Gym bosses had used photo of Second World War concentration camp in previous advert.
Gym campaign causes fresh offence
A gymnasium that caused controversy by using a picture of a Nazi concentration camp in an advertisement has attracted fresh criticism with its latest campaign.
The Middle Finger Campaign, which offers a week of free training to tackle the "obesity epidemic in Dubai", is causing outrage on social-media websites, with UAE residents calling it offensive.
The gym, which has three locations in Dubai - Al Quoz, the Meadows and Silicon Oasis - uses an image of an overweight woman giving the middle fingers to a McDonald's sign.
"It's just controversial marketing that's gotten out of hand, really loses their message which is sad," said one tweet.
Another comment on Twitter said: "Showing the middle finger gets you prison and deported!"

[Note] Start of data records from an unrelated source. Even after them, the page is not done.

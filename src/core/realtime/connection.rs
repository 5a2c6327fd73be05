//! Persistent WebSocket connection to the realtime endpoint.
//!
//! One task per connection owns both halves of the socket. It forwards
//! queued client events and dispatches inbound messages, in arrival order,
//! to a single [`ServerEventHandler`]. A transport failure or an unparseable
//! message closes the connection and is reported to the handler exactly once.

use std::sync::Arc;
use std::sync::atomic::{AtomicBool, Ordering};
use std::time::Duration;

use futures_util::{SinkExt, StreamExt};
use parking_lot::Mutex;
use tokio::sync::mpsc;
use tokio::task::JoinHandle;
use tokio_tungstenite::{connect_async, tungstenite::Message};
use tokio_util::sync::CancellationToken;
use tracing::{Instrument, Span, debug, error, info, trace, warn};

use super::base::ConnectionState;
use super::config::RealtimeSettings;
use super::messages::{ClientEvent, ParseError, ServerEvent};
use crate::errors::{BridgeError, BridgeResult};

/// Capacity of the outgoing message queue.
const WS_CHANNEL_CAPACITY: usize = 256;

/// How long `close` waits for the connection task to finish.
const CLOSE_TIMEOUT: Duration = Duration::from_secs(2);

/// Receiver of inbound protocol traffic. Called on the connection task.
pub trait ServerEventHandler: Send + Sync + 'static {
    fn on_event(&self, event: ServerEvent);

    /// A known event whose payload could not be decoded; the connection stays open.
    fn on_invalid_event(&self, event_type: String, error: BridgeError);

    /// The connection failed and is now closed. Called at most once.
    fn on_fatal(&self, error: BridgeError);
}

struct Shared {
    state: Mutex<ConnectionState>,
    /// Set once the connection has ended, by failure or by `close`
    terminated: AtomicBool,
    cancel: CancellationToken,
}

impl Shared {
    fn set_state(&self, state: ConnectionState) {
        *self.state.lock() = state;
    }

    /// Move from `Connecting` to `Connected` unless the connection was
    /// terminated meanwhile. Check and transition happen under one lock.
    fn mark_connected(&self) -> bool {
        let mut state = self.state.lock();
        if self.terminated.load(Ordering::SeqCst) || *state != ConnectionState::Connecting {
            return false;
        }
        *state = ConnectionState::Connected;
        true
    }

    /// Move to `Closed`. Returns `true` for the first caller only.
    fn terminate(&self) -> bool {
        if self.terminated.swap(true, Ordering::SeqCst) {
            return false;
        }
        self.set_state(ConnectionState::Closed);
        self.cancel.cancel();
        true
    }
}

/// Cloneable handle for queueing client events on a connection.
#[derive(Clone)]
pub struct EventSender {
    tx: mpsc::Sender<Message>,
    shared: Arc<Shared>,
}

impl EventSender {
    fn encode(&self, event: &ClientEvent) -> BridgeResult<Message> {
        if *self.shared.state.lock() != ConnectionState::Connected {
            return Err(BridgeError::NotConnected);
        }
        let json = serde_json::to_string(event)?;
        Ok(Message::Text(json.into()))
    }

    /// Queue an event, waiting for room in the outgoing queue.
    pub async fn send(&self, event: &ClientEvent) -> BridgeResult<()> {
        let message = self.encode(event)?;
        trace!(event_type = event.event_type(), "queueing client event");
        self.tx
            .send(message)
            .await
            .map_err(|_| BridgeError::NotConnected)
    }

    /// Queue an event without waiting. Fails if the queue is full.
    pub fn try_send(&self, event: &ClientEvent) -> BridgeResult<()> {
        let message = self.encode(event)?;
        self.tx.try_send(message).map_err(|e| match e {
            mpsc::error::TrySendError::Full(_) => {
                BridgeError::Socket("outgoing queue is full".to_string())
            }
            mpsc::error::TrySendError::Closed(_) => BridgeError::NotConnected,
        })
    }
}

/// Lifecycle of one persistent connection: Disconnected, Connecting,
/// Connected, Closed.
pub struct ProtocolConnection {
    settings: RealtimeSettings,
    shared: Arc<Shared>,
    sender: Mutex<Option<EventSender>>,
    task: Mutex<Option<JoinHandle<()>>>,
    span: Span,
}

impl ProtocolConnection {
    pub fn new(settings: RealtimeSettings, span: Span) -> Self {
        Self {
            settings,
            shared: Arc::new(Shared {
                state: Mutex::new(ConnectionState::Disconnected),
                terminated: AtomicBool::new(false),
                cancel: CancellationToken::new(),
            }),
            sender: Mutex::new(None),
            task: Mutex::new(None),
            span,
        }
    }

    pub fn state(&self) -> ConnectionState {
        *self.shared.state.lock()
    }

    /// Perform the WebSocket handshake and start the connection task.
    ///
    /// On failure the state returns to `Disconnected` and the call may be retried.
    pub async fn connect(&self, handler: Arc<dyn ServerEventHandler>) -> BridgeResult<()> {
        {
            let mut state = self.shared.state.lock();
            match *state {
                ConnectionState::Disconnected => *state = ConnectionState::Connecting,
                ConnectionState::Closed => {
                    return Err(BridgeError::Connection("connection is closed".to_string()));
                }
                other => {
                    return Err(BridgeError::Connection(format!(
                        "connect called while {other}"
                    )));
                }
            }
        }

        let result = self.handshake().await;
        let ws_stream = match result {
            Ok(ws_stream) => ws_stream,
            Err(e) => {
                self.shared.set_state(ConnectionState::Disconnected);
                warn!(parent: &self.span, error = %e, "realtime handshake failed");
                return Err(e);
            }
        };

        // `close` may have run while the handshake was in flight.
        if !self.shared.mark_connected() {
            return Err(BridgeError::Connection("connection is closed".to_string()));
        }

        info!(parent: &self.span, "connected to realtime endpoint");

        let (tx, rx) = mpsc::channel::<Message>(WS_CHANNEL_CAPACITY);
        *self.sender.lock() = Some(EventSender {
            tx,
            shared: self.shared.clone(),
        });

        let shared = self.shared.clone();
        let handle = tokio::spawn(
            run_connection(ws_stream, rx, shared, handler).instrument(self.span.clone()),
        );
        *self.task.lock() = Some(handle);
        Ok(())
    }

    async fn handshake(
        &self,
    ) -> BridgeResult<
        tokio_tungstenite::WebSocketStream<
            tokio_tungstenite::MaybeTlsStream<tokio::net::TcpStream>,
        >,
    > {
        let request = self.settings.client_request()?;
        debug!(parent: &self.span, url = %request.uri(), "opening realtime connection");
        match tokio::time::timeout(self.settings.connect_timeout(), connect_async(request)).await {
            Ok(Ok((ws_stream, _response))) => Ok(ws_stream),
            Ok(Err(e)) => Err(BridgeError::Connection(e.to_string())),
            Err(_) => Err(BridgeError::Connection(format!(
                "handshake timed out after {}ms",
                self.settings.connect_timeout_ms
            ))),
        }
    }

    /// Handle for sending events, available while connected.
    pub fn sender(&self) -> BridgeResult<EventSender> {
        self.sender.lock().clone().ok_or(BridgeError::NotConnected)
    }

    /// Serialize and queue a client event.
    pub async fn send(&self, event: &ClientEvent) -> BridgeResult<()> {
        let sender = self.sender()?;
        sender.send(event).await
    }

    /// Close the connection and wait for its task to finish. Idempotent.
    pub async fn close(&self) {
        if self.shared.terminate() {
            info!(parent: &self.span, "closing realtime connection");
        }
        self.sender.lock().take();

        let handle = self.task.lock().take();
        if let Some(mut handle) = handle {
            if tokio::time::timeout(CLOSE_TIMEOUT, &mut handle).await.is_err() {
                warn!(parent: &self.span, "connection task did not stop in time, aborting");
                handle.abort();
            }
        }
    }
}

impl Drop for ProtocolConnection {
    fn drop(&mut self) {
        self.shared.cancel.cancel();
    }
}

async fn run_connection<S>(
    ws_stream: tokio_tungstenite::WebSocketStream<S>,
    mut rx: mpsc::Receiver<Message>,
    shared: Arc<Shared>,
    handler: Arc<dyn ServerEventHandler>,
) where
    S: tokio::io::AsyncRead + tokio::io::AsyncWrite + Unpin,
{
    let (mut ws_sink, mut ws_stream) = ws_stream.split();

    let failure = loop {
        tokio::select! {
            _ = shared.cancel.cancelled() => break None,

            outgoing = rx.recv() => {
                let Some(message) = outgoing else { break None };
                if let Err(e) = ws_sink.send(message).await {
                    break Some(BridgeError::Socket(format!("send failed: {e}")));
                }
            }

            incoming = ws_stream.next() => match incoming {
                Some(Ok(Message::Text(text))) => match ServerEvent::parse(&text) {
                    Ok(event) => handler.on_event(event),
                    Err(ParseError::InvalidEvent { event_type, reason }) => {
                        handler.on_invalid_event(event_type, BridgeError::Decode(reason));
                    }
                    Err(e @ ParseError::Malformed(_)) => {
                        break Some(BridgeError::Socket(e.to_string()));
                    }
                },
                Some(Ok(Message::Ping(data))) => {
                    if let Err(e) = ws_sink.send(Message::Pong(data)).await {
                        break Some(BridgeError::Socket(format!("pong failed: {e}")));
                    }
                }
                Some(Ok(Message::Close(frame))) => {
                    let reason = frame
                        .map(|f| format!("closed by server: {} {}", f.code, f.reason))
                        .unwrap_or_else(|| "closed by server".to_string());
                    break Some(BridgeError::Socket(reason));
                }
                Some(Ok(_)) => {}
                Some(Err(e)) => break Some(BridgeError::Socket(e.to_string())),
                None => break Some(BridgeError::Socket("connection ended".to_string())),
            },
        }
    };

    match failure {
        Some(error) => {
            if shared.terminate() {
                error!(error = %error, "realtime connection failed");
                handler.on_fatal(error);
            }
        }
        None => {
            let _ = ws_sink.send(Message::Close(None)).await;
            debug!("connection task stopped");
        }
    }
}

#[cfg(test)]
mod tests {
    use super::*;

    struct NoopHandler;

    impl ServerEventHandler for NoopHandler {
        fn on_event(&self, _event: ServerEvent) {}
        fn on_invalid_event(&self, _event_type: String, _error: BridgeError) {}
        fn on_fatal(&self, _error: BridgeError) {}
    }

    fn unreachable_settings() -> RealtimeSettings {
        RealtimeSettings {
            base_url: "ws://127.0.0.1:1/v1/realtime".to_string(),
            connect_timeout_ms: 500,
            ..RealtimeSettings::new("sk-test")
        }
    }

    #[tokio::test]
    async fn test_send_requires_connection() {
        let connection = ProtocolConnection::new(RealtimeSettings::new("sk-test"), Span::none());
        assert_eq!(connection.state(), ConnectionState::Disconnected);
        let result = connection.send(&ClientEvent::InputAudioBufferCommit).await;
        assert!(matches!(result, Err(BridgeError::NotConnected)));
    }

    #[tokio::test]
    async fn test_failed_handshake_allows_retry() {
        let connection = ProtocolConnection::new(unreachable_settings(), Span::none());

        let first = connection.connect(Arc::new(NoopHandler)).await;
        assert!(matches!(first, Err(BridgeError::Connection(_))));
        assert_eq!(connection.state(), ConnectionState::Disconnected);

        let second = connection.connect(Arc::new(NoopHandler)).await;
        assert!(matches!(second, Err(BridgeError::Connection(_))));
        assert_eq!(connection.state(), ConnectionState::Disconnected);
    }

    #[tokio::test]
    async fn test_close_is_terminal_and_idempotent() {
        let connection = ProtocolConnection::new(unreachable_settings(), Span::none());
        connection.close().await;
        connection.close().await;
        assert_eq!(connection.state(), ConnectionState::Closed);

        let result = connection.connect(Arc::new(NoopHandler)).await;
        assert!(matches!(result, Err(BridgeError::Connection(_))));
        assert_eq!(connection.state(), ConnectionState::Closed);
    }

    #[tokio::test]
    async fn test_close_during_handshake_stays_closed() {
        let connection = ProtocolConnection::new(RealtimeSettings::new("sk-test"), Span::none());
        connection.shared.set_state(ConnectionState::Connecting);
        connection.close().await;

        assert!(!connection.shared.mark_connected());
        assert_eq!(connection.state(), ConnectionState::Closed);
    }

    #[test]
    fn test_mark_connected_from_connecting() {
        let connection = ProtocolConnection::new(RealtimeSettings::new("sk-test"), Span::none());
        assert!(!connection.shared.mark_connected());

        connection.shared.set_state(ConnectionState::Connecting);
        assert!(connection.shared.mark_connected());
        assert_eq!(connection.state(), ConnectionState::Connected);
    }

    #[tokio::test]
    async fn test_invalid_settings_fail_before_dialing() {
        let settings = RealtimeSettings {
            base_url: "http://localhost/realtime".to_string(),
            ..RealtimeSettings::new("sk-test")
        };
        let connection = ProtocolConnection::new(settings, Span::none());
        let result = connection.connect(Arc::new(NoopHandler)).await;
        assert!(matches!(result, Err(BridgeError::Configuration(_))));
        assert_eq!(connection.state(), ConnectionState::Disconnected);
    }
}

Phil Parkinson, the owner of the gym, said the campaign was "not intended to offend anyone".
Mr Parkinson said he had hoped people would see the gesture was "pointed firmly" at fast-food companies, which he said were "murdering people".
"Obesity is something that is really, really affecting Dubai," he said. "It's around 40 per cent here. People need to understand that fast food is killing them."
But the fitness trainer has now made sure the two fingers in the image have been pixellated to avoid further outcry.
In January, the gym used a black-and-white image of the Auschwitz II-Birkenau concentration camp with the slogan: "Kiss your calories goodbye."
The image, which was one of 10 used as part of an online campaign, incited protests on Twitter and Facebook, prompting Mr Parkinson to remove them and apologise.
The current campaign, which runs under the slogan "Enough is Enough", tells its Facebook followers that "obesity ends more lives and creates more suffering than anything else on the planet", while asking people to help "rid Dubai of this monster".
The campaign does have some fans. The Lebanese expatriate Feras Barakat, 24, who has lost 13 kilograms since he started at the gym in April, said the campaign was excellent as too many people were addicted to junk food.
"It's like an awareness campaign about how bad it is for you and that it is harming us. That's the picture he wants us to see," said Mr Barakat.
He said Mr Parkinson was known for his strong words.
"We all know what he's like but we take it in a fun way," Mr Barakat said. "We don't get offended at all."